---- Data to process

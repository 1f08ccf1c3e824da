//! Vínculo muchos-a-muchos entre vehículos y personas (`vehicle_people`)

use serde::Serialize;
use uuid::Uuid;

use crate::models::person::PersonRef;

#[derive(Debug, Clone, PartialEq, Serialize)]
#[serde(rename_all = "camelCase")]
pub struct VehiclePersonLink {
    pub vehicle_id: Uuid,
    pub person_id: Uuid,
    pub person: PersonRef,
}
use anyhow::Result;
use dotenvy::dotenv;
use std::net::SocketAddr;
use std::sync::Arc;
use tokio::signal;
use tracing::{error, info, warn};
use tracing_subscriber::EnvFilter;

use gate_control::config::{DatabaseConfig, EnvironmentConfig};
use gate_control::database::DatabaseConnection;
use gate_control::repositories::{GateStore, MemoryStore, PgStore};
use gate_control::storage::{ExportStorage, MemoryStorage, SupabaseStorage};
use gate_control::{create_app, AppState};

#[tokio::main]
async fn main() -> Result<()> {
    // Cargar variables de entorno
    dotenv().ok();

    // Configurar logging
    tracing_subscriber::fmt()
        .with_env_filter(
            EnvFilter::try_from_default_env()
                .unwrap_or_else(|_| EnvFilter::new("gate_control=debug,tower_http=info")),
        )
        .init();

    info!("🚧 Gate Control - API de portería");
    info!("================================================");

    let config = EnvironmentConfig::from_env()?;
    info!("⚙️ Entorno: {}", config.environment);
    info!("🏢 Empresa: {}", config.company_id);
    match config.default_branch_id {
        Some(branch_id) => info!("🏬 Filial: {}", branch_id),
        None => warn!("⚠️ DEFAULT_BRANCH_ID no configurado; las visitas responderán 500"),
    }
    if config.api_token.is_none() {
        warn!("⚠️ API_TOKEN no configurado; todas las rutas /api responderán 401");
    }

    // Inicializar base de datos
    let store: Arc<dyn GateStore> = match DatabaseConfig::from_environment(&config) {
        Some(db_config) => {
            let connection = match DatabaseConnection::connect(&db_config).await {
                Ok(conn) => conn,
                Err(e) => {
                    error!("❌ Error conectando a la base de datos: {}", e);
                    return Err(anyhow::anyhow!("Error de base de datos: {}", e));
                }
            };
            if config.run_migrations {
                connection.run_migrations().await?;
            }
            Arc::new(PgStore::new(connection.into_pool()))
        }
        None if config.is_production() => {
            error!("❌ DATABASE_URL es obligatoria en producción");
            return Err(anyhow::anyhow!("DATABASE_URL must be set in production"));
        }
        None => {
            warn!("⚠️ DATABASE_URL no configurada; usando almacenamiento en memoria");
            Arc::new(MemoryStore::new())
        }
    };

    // Almacenamiento de los PDF exportados
    let storage: Arc<dyn ExportStorage> = match &config.supabase {
        Some(supabase) => {
            info!("🗄️ Exportaciones en Supabase Storage (bucket {})", config.exports_bucket);
            Arc::new(SupabaseStorage::new(
                &supabase.url,
                &supabase.service_role_key,
                &config.exports_bucket,
            )?)
        }
        None => {
            warn!("⚠️ Supabase no configurado; las exportaciones quedan en memoria");
            Arc::new(MemoryStorage::new())
        }
    };

    let addr: SocketAddr = config.server_url().parse()?;
    let app = create_app(AppState::new(store, storage, config));

    info!("🌐 Servidor iniciando en http://{}", addr);
    info!("🔍 Endpoints disponibles:");
    info!("   GET  /health - Health check");
    info!("👤 Personas:");
    info!("   GET|POST /api/people - Listar / crear");
    info!("   PUT|DELETE /api/people/:id - Actualizar / eliminar");
    info!("🚗 Vehículos:");
    info!("   GET|POST /api/vehicles - Listar / crear");
    info!("   PUT|DELETE /api/vehicles/:id - Actualizar / eliminar");
    info!("   GET|POST|DELETE /api/vehicle-people - Vínculos vehículo-persona");
    info!("✅ Autorizados:");
    info!("   GET|POST /api/authorized - Listar / autorizar placa");
    info!("   PUT|DELETE /api/authorized/:id - Actualizar / eliminar");
    info!("🔎 GET  /api/lookup/plate/:plate - Consulta de placa");
    info!("🚪 Visitas:");
    info!("   POST /api/visits/checkin - Registrar entrada");
    info!("   POST /api/visits/:id/checkout - Registrar salida");
    info!("   GET  /api/visits/open - Visitas en curso");
    info!("   GET  /api/visits/history - Historial paginado");
    info!("📄 Reportes:");
    info!("   POST /api/pdf/visit/:id - PDF de una visita");
    info!("   POST /api/pdf/history - PDF del historial");

    let listener = tokio::net::TcpListener::bind(addr).await?;
    if let Err(e) = axum::serve(listener, app)
        .with_graceful_shutdown(shutdown_signal())
        .await
    {
        error!("❌ Error del servidor: {}", e);
        return Err(e.into());
    }

    info!("👋 Servidor terminado");
    Ok(())
}

/// Señal de apagado graceful
async fn shutdown_signal() {
    let ctrl_c = async {
        if let Err(e) = signal::ctrl_c().await {
            error!("❌ No se pudo instalar el handler de Ctrl+C: {}", e);
            std::future::pending::<()>().await;
        }
    };

    #[cfg(unix)]
    let terminate = async {
        match signal::unix::signal(signal::unix::SignalKind::terminate()) {
            Ok(mut stream) => {
                stream.recv().await;
            }
            Err(e) => {
                error!("❌ No se pudo instalar el handler de SIGTERM: {}", e);
                std::future::pending::<()>().await;
            }
        }
    };

    #[cfg(not(unix))]
    let terminate = std::future::pending::<()>();

    tokio::select! {
        _ = ctrl_c => {
            info!("🛑 Señal Ctrl+C recibida, apagando servidor...");
        },
        _ = terminate => {
            info!("🛑 Señal de terminación recibida, apagando servidor...");
        },
    }
}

--------

## What to produce:
Find the word "ExportStorage" in the records and pull out each line that has it.

## Reply:
use gate_control::storage::{ExportStorage, MemoryStorage, SupabaseStorage};
    let storage: Arc<dyn ExportStorage> = match &config.supabase {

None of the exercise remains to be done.